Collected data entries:
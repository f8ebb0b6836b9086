//! Ledger aggregation for fund activity
//!
//! The cash envelope (level 1) is reconciled against the signed sum of its
//! transactions for the reporting period; level 2 funds carry an
//! authoritative `spent` field; level 3 funds are flat amounts. The period
//! filter (month, budget year) is applied by the list query, not here.

use std::collections::HashMap;

use serde::Serialize;

use crate::models::{CashTransaction, Fund, FundLevel};

/// Signed sum of a fund's transactions; can be negative when withdrawals
/// outweigh deposits.
pub fn actual_given(transactions: &[CashTransaction]) -> f64 {
    transactions.iter().map(|t| t.amount).sum()
}

/// Group a period's transactions into per-fund signed totals.
pub fn cash_totals_by_fund(transactions: &[CashTransaction]) -> HashMap<i64, f64> {
    let mut totals: HashMap<i64, f64> = HashMap::new();
    for t in transactions {
        *totals.entry(t.fund_id).or_insert(0.0) += t.amount;
    }
    totals
}

/// Computed activity for one fund in one reporting period
#[derive(Debug, Clone, Copy, PartialEq, Serialize)]
#[serde(tag = "kind", rename_all = "lowercase")]
pub enum FundActivity {
    /// Level 1: actual is the signed transaction sum for the period
    Cash {
        budget: f64,
        actual: f64,
        remaining: f64,
    },
    /// Level 2: actual is the fund's authoritative spent field
    Tracked {
        budget: f64,
        spent: f64,
        remaining: f64,
    },
    /// Level 3: flat amount, no actual/remaining
    Flat { amount: f64 },
}

impl FundActivity {
    /// Apply the level rule. `cash_total` is the fund's period total from
    /// the ledger; `None` (fund absent from the totals map, or the fetch
    /// failed upstream) counts as zero rather than poisoning the display.
    pub fn for_fund(fund: &Fund, cash_total: Option<f64>) -> Self {
        match fund.level {
            FundLevel::Cash => {
                let actual = cash_total.unwrap_or(0.0);
                Self::Cash {
                    budget: fund.amount,
                    actual,
                    remaining: fund.amount - actual,
                }
            }
            FundLevel::Tracked => {
                let spent = fund.spent.unwrap_or(0.0);
                Self::Tracked {
                    budget: fund.amount,
                    spent,
                    remaining: fund.amount - spent,
                }
            }
            FundLevel::Flat => Self::Flat {
                amount: fund.amount,
            },
        }
    }
}

#[cfg(test)]
mod tests {
    use super::*;
    use crate::models::{CashTransaction, FundType};
    use chrono::{NaiveDate, Utc};

    fn tx(fund_id: i64, amount: f64) -> CashTransaction {
        CashTransaction {
            id: 0,
            fund_id,
            budget_year_id: None,
            date: NaiveDate::from_ymd_opt(2025, 1, 1).unwrap(),
            amount,
            description: None,
            month: 1,
            year: 2025,
            created_at: Utc::now(),
        }
    }

    fn fund(level: FundLevel, amount: f64, spent: Option<f64>) -> Fund {
        Fund {
            id: 1,
            name: "Cash".to_string(),
            fund_type: FundType::Monthly,
            level,
            amount,
            spent,
            include_in_budget: true,
            color: None,
            categories: vec![],
            created_at: Utc::now(),
        }
    }

    #[test]
    fn test_actual_given_signed_sum() {
        let txs = vec![tx(1, 200.0), tx(1, 250.0), tx(1, -50.0), tx(1, -49.0)];
        assert_eq!(actual_given(&txs), 351.0);
    }

    #[test]
    fn test_cash_fund_remaining() {
        let txs = vec![tx(1, 200.0), tx(1, 250.0), tx(1, -50.0), tx(1, -49.0)];
        let f = fund(FundLevel::Cash, 500.0, None);
        let totals = cash_totals_by_fund(&txs);
        match FundActivity::for_fund(&f, totals.get(&f.id).copied()) {
            FundActivity::Cash {
                budget,
                actual,
                remaining,
            } => {
                assert_eq!(budget, 500.0);
                assert_eq!(actual, 351.0);
                assert_eq!(remaining, 149.0);
            }
            other => panic!("expected cash activity, got {:?}", other),
        }
    }

    #[test]
    fn test_cash_fund_net_can_go_negative() {
        let txs = vec![tx(1, 20.0), tx(1, -75.0)];
        match FundActivity::for_fund(&fund(FundLevel::Cash, 100.0, None), Some(actual_given(&txs)))
        {
            FundActivity::Cash {
                actual, remaining, ..
            } => {
                assert_eq!(actual, -55.0);
                assert_eq!(remaining, 155.0);
            }
            other => panic!("expected cash activity, got {:?}", other),
        }
    }

    #[test]
    fn test_missing_total_falls_back_to_zero() {
        match FundActivity::for_fund(&fund(FundLevel::Cash, 300.0, None), None) {
            FundActivity::Cash {
                actual, remaining, ..
            } => {
                assert_eq!(actual, 0.0);
                assert_eq!(remaining, 300.0);
            }
            other => panic!("expected cash activity, got {:?}", other),
        }
    }

    #[test]
    fn test_tracked_fund_uses_spent_field() {
        // Level 2 ignores any cash total; spent is authoritative
        match FundActivity::for_fund(&fund(FundLevel::Tracked, 1200.0, Some(450.0)), Some(999.0)) {
            FundActivity::Tracked {
                spent, remaining, ..
            } => {
                assert_eq!(spent, 450.0);
                assert_eq!(remaining, 750.0);
            }
            other => panic!("expected tracked activity, got {:?}", other),
        }
    }

    #[test]
    fn test_flat_fund_has_amount_only() {
        match FundActivity::for_fund(&fund(FundLevel::Flat, 800.0, None), Some(100.0)) {
            FundActivity::Flat { amount } => assert_eq!(amount, 800.0),
            other => panic!("expected flat activity, got {:?}", other),
        }
    }

    #[test]
    fn test_totals_group_by_fund() {
        let txs = vec![tx(1, 100.0), tx(2, 40.0), tx(1, -30.0)];
        let totals = cash_totals_by_fund(&txs);
        assert_eq!(totals.get(&1), Some(&70.0));
        assert_eq!(totals.get(&2), Some(&40.0));
        assert_eq!(totals.get(&3), None);
    }
}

■ **What you have to do**
Write out each entry above exactly as it is written.

■ **Finished task**
repository f8ebb0b6836b9086
//! Ledger aggregation for fund activity
//!
//! The cash envelope (level 1) is reconciled against the signed sum of its
//! transactions for the reporting period; level 2 funds carry an
//! authoritative `spent` field; level 3 funds are flat amounts. The period
//! filter (month, budget year) is applied by the list query, not here.

use std::collections::HashMap;

use serde::Serialize;

use crate::models::{CashTransaction, Fund, FundLevel};

/// Signed sum of a fund's transactions; can be negative when withdrawals
/// outweigh deposits.
pub fn actual_given(transactions: &[CashTransaction]) -> f64 {
    transactions.iter().map(|t| t.amount).sum()
}

/// Group a period's transactions into per-fund signed totals.
pub fn cash_totals_by_fund(transactions: &[CashTransaction]) -> HashMap<i64, f64> {
    let mut totals: HashMap<i64, f64> = HashMap::new();
    for t in transactions {
        *totals.entry(t.fund_id).or_insert(0.0) += t.amount;
    }
    totals
}

/// Computed activity for one fund in one reporting period
#[derive(Debug, Clone, Copy, PartialEq, Serialize)]
#[serde(tag = "kind", rename_all = "lowercase")]
pub enum FundActivity {
    /// Level 1: actual is the signed transaction sum for the period
    Cash {
        budget: f64,
        actual: f64,
        remaining: f64,
    },
    /// Level 2: actual is the fund's authoritative spent field
    Tracked {
        budget: f64,
        spent: f64,
        remaining: f64,
    },
    /// Level 3: flat amount, no actual/remaining
    Flat { amount: f64 },
}

impl FundActivity {
    /// Apply the level rule. `cash_total` is the fund's period total from
    /// the ledger; `None` (fund absent from the totals map, or the fetch
    /// failed upstream) counts as zero rather than poisoning the display.
    pub fn for_fund(fund: &Fund, cash_total: Option<f64>) -> Self {
        match fund.level {
            FundLevel::Cash => {
                let actual = cash_total.unwrap_or(0.0);
                Self::Cash {
                    budget: fund.amount,
                    actual,
                    remaining: fund.amount - actual,
                }
            }
            FundLevel::Tracked => {
                let spent = fund.spent.unwrap_or(0.0);
                Self::Tracked {
                    budget: fund.amount,
                    spent,
                    remaining: fund.amount - spent,
                }
            }
            FundLevel::Flat => Self::Flat {
                amount: fund.amount,
            },
        }
    }
}

#[cfg(test)]
mod tests {
    use super::*;
    use crate::models::{CashTransaction, FundType};
    use chrono::{NaiveDate, Utc};

    fn tx(fund_id: i64, amount: f64) -> CashTransaction {
        CashTransaction {
            id: 0,
            fund_id,
            budget_year_id: None,
            date: NaiveDate::from_ymd_opt(2025, 1, 1).unwrap(),
            amount,
            description: None,
            month: 1,
            year: 2025,
            created_at: Utc::now(),
        }
    }

    fn fund(level: FundLevel, amount: f64, spent: Option<f64>) -> Fund {
        Fund {
            id: 1,
            name: "Cash".to_string(),
            fund_type: FundType::Monthly,
            level,
            amount,
            spent,
            include_in_budget: true,
            color: None,
            categories: vec![],
            created_at: Utc::now(),
        }
    }

    #[test]
    fn test_actual_given_signed_sum() {
        let txs = vec![tx(1, 200.0), tx(1, 250.0), tx(1, -50.0), tx(1, -49.0)];
        assert_eq!(actual_given(&txs), 351.0);
    }

    #[test]
    fn test_cash_fund_remaining() {
        let txs = vec![tx(1, 200.0), tx(1, 250.0), tx(1, -50.0), tx(1, -49.0)];
        let f = fund(FundLevel::Cash, 500.0, None);
        let totals = cash_totals_by_fund(&txs);
        match FundActivity::for_fund(&f, totals.get(&f.id).copied()) {
            FundActivity::Cash {
                budget,
                actual,
                remaining,
            } => {
                assert_eq!(budget, 500.0);
                assert_eq!(actual, 351.0);
                assert_eq!(remaining, 149.0);
            }
            other => panic!("expected cash activity, got {:?}", other),
        }
    }

    #[test]
    fn test_cash_fund_net_can_go_negative() {
        let txs = vec![tx(1, 20.0), tx(1, -75.0)];
        match FundActivity::for_fund(&fund(FundLevel::Cash, 100.0, None), Some(actual_given(&txs)))
        {
            FundActivity::Cash {
                actual, remaining, ..
            } => {
                assert_eq!(actual, -55.0);
                assert_eq!(remaining, 155.0);
            }
            other => panic!("expected cash activity, got {:?}", other),
        }
    }

    #[test]
    fn test_missing_total_falls_back_to_zero() {
        match FundActivity::for_fund(&fund(FundLevel::Cash, 300.0, None), None) {
            FundActivity::Cash {
                actual, remaining, ..
            } => {
                assert_eq!(actual, 0.0);
                assert_eq!(remaining, 300.0);
            }
            other => panic!("expected cash activity, got {:?}", other),
        }
    }

    #[test]
    fn test_tracked_fund_uses_spent_field() {
        // Level 2 ignores any cash total; spent is authoritative
        match FundActivity::for_fund(&fund(FundLevel::Tracked, 1200.0, Some(450.0)), Some(999.0)) {
            FundActivity::Tracked {
                spent, remaining, ..
            } => {
                assert_eq!(spent, 450.0);
                assert_eq!(remaining, 750.0);
            }
            other => panic!("expected tracked activity, got {:?}", other),
        }
    }

    #[test]
    fn test_flat_fund_has_amount_only() {
        match FundActivity::for_fund(&fund(FundLevel::Flat, 800.0, None), Some(100.0)) {
            FundActivity::Flat { amount } => assert_eq!(amount, 800.0),
            other => panic!("expected flat activity, got {:?}", other),
        }
    }

    #[test]
    fn test_totals_group_by_fund() {
        let txs = vec![tx(1, 100.0), tx(2, 40.0), tx(1, -30.0)];
        let totals = cash_totals_by_fund(&txs);
        assert_eq!(totals.get(&1), Some(&70.0));
        assert_eq!(totals.get(&2), Some(&40.0));
        assert_eq!(totals.get(&3), None);
    }
}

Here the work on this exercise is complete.